Data for the task →
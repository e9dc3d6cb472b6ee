//! Session persistence
//!
//! A store holds at most one session record. Records are replaced whole and
//! never patched. `MemorySessionStore` keeps the secret for the lifetime of
//! the process only; `FileSessionStore` writes a JSON record whose session
//! secret is sealed with AES-256-GCM under a key derived from a device
//! secret.

use std::path::{Path, PathBuf};
use std::sync::Mutex;

use aes_gcm::aead::{Aead, KeyInit, Payload};
use aes_gcm::{Aes256Gcm, Nonce};
use hkdf::Hkdf;
use rand::RngCore;
use serde::{Deserialize, Serialize};
use sha2::Sha256;
use thiserror::Error;
use zeroize::{Zeroize, Zeroizing};

use super::info::SessionInfo;
use super::key::SessionKey;
use crate::credential::StandardCredential;

const STORE_KEY_INFO: &[u8] = b"authlink-session-store-v1";
const NONCE_LEN: usize = 12;

#[derive(Error, Debug)]
pub enum StoreError {
    #[error("IO error: {0}")]
    IoError(String),

    #[error("Serialization error: {0}")]
    SerializationError(String),

    #[error("Cryptographic error: {0}")]
    CryptoError(String),

    #[error("Stored session is unusable: {0}")]
    Corrupt(String),
}

pub trait SessionStore: Send + Sync {
    fn load(&self) -> Result<Option<SessionKey>, StoreError>;

    fn save(&self, session: &SessionKey) -> Result<(), StoreError>;

    fn clear(&self) -> Result<(), StoreError>;
}

#[derive(Default)]
pub struct MemorySessionStore {
    slot: Mutex<Option<SessionKey>>,
}

impl MemorySessionStore {
    pub fn new() -> Self {
        Self::default()
    }
}

impl SessionStore for MemorySessionStore {
    fn load(&self) -> Result<Option<SessionKey>, StoreError> {
        let slot = self
            .slot
            .lock()
            .map_err(|_| StoreError::IoError("session slot poisoned".into()))?;
        Ok(slot.clone())
    }

    fn save(&self, session: &SessionKey) -> Result<(), StoreError> {
        let mut slot = self
            .slot
            .lock()
            .map_err(|_| StoreError::IoError("session slot poisoned".into()))?;
        *slot = Some(session.clone());
        Ok(())
    }

    fn clear(&self) -> Result<(), StoreError> {
        let mut slot = self
            .slot
            .lock()
            .map_err(|_| StoreError::IoError("session slot poisoned".into()))?;
        *slot = None;
        Ok(())
    }
}

/// Serializable form of a session. The secret is sealed (nonce ‖ ciphertext).
#[derive(Serialize, Deserialize)]
struct StoredSession {
    info: SessionInfo,
    authorization: StandardCredential,
    #[serde(with = "crate::encoding::base64_bytes")]
    sealed_secret: Vec<u8>,
}

pub struct FileSessionStore {
    path: PathBuf,
    storage_key: [u8; 32],
}

impl Drop for FileSessionStore {
    fn drop(&mut self) {
        self.storage_key.zeroize();
    }
}

impl FileSessionStore {
    /// A store at `path` whose records are sealed under a key derived from
    /// `device_secret`.
    pub fn new(path: &Path, device_secret: &[u8]) -> Result<Self, StoreError> {
        let hk = Hkdf::<Sha256>::new(None, device_secret);
        let mut storage_key = [0u8; 32];
        hk.expand(STORE_KEY_INFO, &mut storage_key)
            .map_err(|e| StoreError::CryptoError(e.to_string()))?;
        Ok(Self {
            path: path.to_path_buf(),
            storage_key,
        })
    }

    pub fn path(&self) -> &Path {
        &self.path
    }

    fn cipher(&self) -> Result<Aes256Gcm, StoreError> {
        Aes256Gcm::new_from_slice(&self.storage_key).map_err(|e| StoreError::CryptoError(e.to_string()))
    }

    /// The authorization's key hash is bound in as associated data, so a
    /// sealed secret cannot be grafted onto another account's record.
    fn seal(&self, secret: &[u8], aad: &[u8]) -> Result<Vec<u8>, StoreError> {
        let mut nonce_bytes = [0u8; NONCE_LEN];
        rand::thread_rng().fill_bytes(&mut nonce_bytes);
        let ciphertext = self
            .cipher()?
            .encrypt(Nonce::from_slice(&nonce_bytes), Payload { msg: secret, aad })
            .map_err(|e| StoreError::CryptoError(e.to_string()))?;

        let mut sealed = Vec::with_capacity(NONCE_LEN + ciphertext.len());
        sealed.extend_from_slice(&nonce_bytes);
        sealed.extend_from_slice(&ciphertext);
        Ok(sealed)
    }

    fn open(&self, sealed: &[u8], aad: &[u8]) -> Result<Zeroizing<Vec<u8>>, StoreError> {
        if sealed.len() < NONCE_LEN {
            return Err(StoreError::CryptoError("sealed secret too short (missing nonce)".into()));
        }
        let plaintext = self
            .cipher()?
            .decrypt(
                Nonce::from_slice(&sealed[..NONCE_LEN]),
                Payload {
                    msg: &sealed[NONCE_LEN..],
                    aad,
                },
            )
            .map_err(|e| StoreError::CryptoError(e.to_string()))?;
        Ok(Zeroizing::new(plaintext))
    }
}

impl SessionStore for FileSessionStore {
    fn load(&self) -> Result<Option<SessionKey>, StoreError> {
        let data = match std::fs::read(&self.path) {
            Ok(data) => data,
            Err(e) if e.kind() == std::io::ErrorKind::NotFound => return Ok(None),
            Err(e) => return Err(StoreError::IoError(e.to_string())),
        };
        let stored: StoredSession =
            serde_json::from_slice(&data).map_err(|e| StoreError::SerializationError(e.to_string()))?;

        let secret = self.open(&stored.sealed_secret, stored.authorization.key_hash.as_bytes())?;
        let session = SessionKey::from_secret_bytes(&secret, stored.info, stored.authorization)
            .map_err(|e| StoreError::Corrupt(e.to_string()))?;
        Ok(Some(session))
    }

    fn save(&self, session: &SessionKey) -> Result<(), StoreError> {
        if let Some(parent) = self.path.parent() {
            std::fs::create_dir_all(parent).map_err(|e| StoreError::IoError(e.to_string()))?;
        }

        let stored = StoredSession {
            info: session.info().clone(),
            authorization: session.authorization().clone(),
            sealed_secret: self.seal(&session.secret_bytes(), session.key_hash().as_bytes())?,
        };
        let json =
            serde_json::to_vec_pretty(&stored).map_err(|e| StoreError::SerializationError(e.to_string()))?;

        // Write-then-rename so a crash never leaves half a record behind.
        let tmp = self.path.with_extension("tmp");
        std::fs::write(&tmp, json).map_err(|e| StoreError::IoError(e.to_string()))?;
        std::fs::rename(&tmp, &self.path).map_err(|e| StoreError::IoError(e.to_string()))?;
        Ok(())
    }

    fn clear(&self) -> Result<(), StoreError> {
        match std::fs::remove_file(&self.path) {
            Ok(()) => Ok(()),
            Err(e) if e.kind() == std::io::ErrorKind::NotFound => Ok(()),
            Err(e) => Err(StoreError::IoError(e.to_string())),
        }
    }
}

Aim of the exercise →
Extract every line from the records above that contains the word "Deserialize".

Exercise result →
use serde::{Deserialize, Serialize};
#[derive(Serialize, Deserialize)]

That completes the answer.